▸ **Action item**
Reproduce each line from the first in the data through the line that contains "use tracing_subscriber::registry::LookupSpan;" exactly; give nothing else.

(Given data begins)

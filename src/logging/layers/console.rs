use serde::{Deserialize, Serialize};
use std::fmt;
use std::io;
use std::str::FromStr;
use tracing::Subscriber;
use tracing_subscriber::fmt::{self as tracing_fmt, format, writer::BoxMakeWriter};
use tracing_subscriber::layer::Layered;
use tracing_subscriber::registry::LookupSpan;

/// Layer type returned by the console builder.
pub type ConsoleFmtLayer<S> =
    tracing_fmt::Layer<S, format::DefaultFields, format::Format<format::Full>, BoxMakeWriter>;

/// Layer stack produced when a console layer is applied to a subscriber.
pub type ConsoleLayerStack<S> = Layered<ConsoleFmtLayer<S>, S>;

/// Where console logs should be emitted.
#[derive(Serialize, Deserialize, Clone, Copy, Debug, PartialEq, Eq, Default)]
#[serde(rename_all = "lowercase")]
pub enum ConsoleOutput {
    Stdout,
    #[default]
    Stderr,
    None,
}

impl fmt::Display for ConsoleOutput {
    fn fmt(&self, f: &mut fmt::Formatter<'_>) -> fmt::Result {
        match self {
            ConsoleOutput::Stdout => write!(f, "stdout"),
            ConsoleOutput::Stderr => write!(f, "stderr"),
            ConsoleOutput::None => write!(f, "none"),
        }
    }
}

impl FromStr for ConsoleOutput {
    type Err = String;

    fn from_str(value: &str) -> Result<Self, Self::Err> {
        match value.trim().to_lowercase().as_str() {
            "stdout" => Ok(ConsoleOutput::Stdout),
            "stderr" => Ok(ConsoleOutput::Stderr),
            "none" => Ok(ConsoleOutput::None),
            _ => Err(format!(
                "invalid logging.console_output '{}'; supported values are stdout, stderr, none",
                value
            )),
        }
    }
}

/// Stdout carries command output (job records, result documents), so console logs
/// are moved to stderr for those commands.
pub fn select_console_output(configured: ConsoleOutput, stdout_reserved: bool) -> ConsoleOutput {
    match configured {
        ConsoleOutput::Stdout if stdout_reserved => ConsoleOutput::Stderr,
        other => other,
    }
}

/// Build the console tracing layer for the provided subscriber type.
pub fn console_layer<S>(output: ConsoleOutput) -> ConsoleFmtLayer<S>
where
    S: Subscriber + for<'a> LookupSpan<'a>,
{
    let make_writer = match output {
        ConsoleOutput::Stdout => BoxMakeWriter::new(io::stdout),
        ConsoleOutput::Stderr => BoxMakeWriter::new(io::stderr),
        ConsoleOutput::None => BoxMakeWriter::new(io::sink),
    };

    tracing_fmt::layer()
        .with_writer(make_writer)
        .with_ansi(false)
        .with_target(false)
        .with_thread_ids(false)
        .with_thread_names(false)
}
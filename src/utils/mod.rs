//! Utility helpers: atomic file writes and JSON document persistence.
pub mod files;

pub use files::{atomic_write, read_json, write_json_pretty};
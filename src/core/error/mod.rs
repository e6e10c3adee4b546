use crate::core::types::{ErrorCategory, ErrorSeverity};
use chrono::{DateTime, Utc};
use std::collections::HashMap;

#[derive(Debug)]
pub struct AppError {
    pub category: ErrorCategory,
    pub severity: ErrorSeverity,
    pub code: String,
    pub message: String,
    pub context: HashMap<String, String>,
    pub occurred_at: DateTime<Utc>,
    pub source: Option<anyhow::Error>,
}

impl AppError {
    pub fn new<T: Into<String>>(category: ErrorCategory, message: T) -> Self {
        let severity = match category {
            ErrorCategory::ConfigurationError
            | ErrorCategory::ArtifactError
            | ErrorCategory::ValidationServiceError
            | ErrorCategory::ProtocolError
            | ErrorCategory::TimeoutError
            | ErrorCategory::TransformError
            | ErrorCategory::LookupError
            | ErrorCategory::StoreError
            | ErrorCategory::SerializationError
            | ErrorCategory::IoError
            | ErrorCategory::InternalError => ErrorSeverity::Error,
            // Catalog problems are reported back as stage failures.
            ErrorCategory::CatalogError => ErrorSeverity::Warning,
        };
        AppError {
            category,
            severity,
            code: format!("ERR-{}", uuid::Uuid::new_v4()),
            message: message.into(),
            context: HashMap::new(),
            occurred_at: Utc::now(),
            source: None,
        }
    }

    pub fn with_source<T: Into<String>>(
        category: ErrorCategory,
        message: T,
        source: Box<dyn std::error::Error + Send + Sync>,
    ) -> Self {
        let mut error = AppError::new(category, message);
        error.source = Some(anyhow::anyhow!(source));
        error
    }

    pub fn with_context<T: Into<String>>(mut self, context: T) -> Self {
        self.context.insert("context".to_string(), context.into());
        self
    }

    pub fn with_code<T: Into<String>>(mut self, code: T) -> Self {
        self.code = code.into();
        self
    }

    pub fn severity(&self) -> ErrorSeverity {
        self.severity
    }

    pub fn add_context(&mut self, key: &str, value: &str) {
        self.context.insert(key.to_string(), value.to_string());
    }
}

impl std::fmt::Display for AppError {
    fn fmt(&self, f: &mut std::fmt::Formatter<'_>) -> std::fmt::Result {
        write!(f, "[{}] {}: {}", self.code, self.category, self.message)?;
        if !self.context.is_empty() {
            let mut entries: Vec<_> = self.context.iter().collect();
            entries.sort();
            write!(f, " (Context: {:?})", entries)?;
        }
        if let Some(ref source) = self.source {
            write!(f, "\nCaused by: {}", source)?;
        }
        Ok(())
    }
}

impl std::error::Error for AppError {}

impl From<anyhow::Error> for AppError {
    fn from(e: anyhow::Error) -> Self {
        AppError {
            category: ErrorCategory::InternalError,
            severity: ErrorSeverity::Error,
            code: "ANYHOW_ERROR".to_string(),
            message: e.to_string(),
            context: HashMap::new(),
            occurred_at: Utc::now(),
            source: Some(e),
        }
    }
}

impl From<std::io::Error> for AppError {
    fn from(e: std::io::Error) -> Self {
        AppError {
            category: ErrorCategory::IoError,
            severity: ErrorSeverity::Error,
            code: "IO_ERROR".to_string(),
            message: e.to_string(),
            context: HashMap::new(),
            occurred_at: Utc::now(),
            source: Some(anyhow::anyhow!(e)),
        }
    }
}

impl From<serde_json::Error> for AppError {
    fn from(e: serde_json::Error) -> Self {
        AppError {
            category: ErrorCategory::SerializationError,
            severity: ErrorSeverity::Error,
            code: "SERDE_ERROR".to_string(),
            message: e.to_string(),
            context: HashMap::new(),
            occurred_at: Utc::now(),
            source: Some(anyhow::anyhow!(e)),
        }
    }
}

(Given data ends)

▸ **Output for this task**
filename src/logging/layers/console.rs
use serde::{Deserialize, Serialize};
use std::fmt;
use std::io;
use std::str::FromStr;
use tracing::Subscriber;
use tracing_subscriber::fmt::{self as tracing_fmt, format, writer::BoxMakeWriter};
use tracing_subscriber::layer::Layered;
use tracing_subscriber::registry::LookupSpan;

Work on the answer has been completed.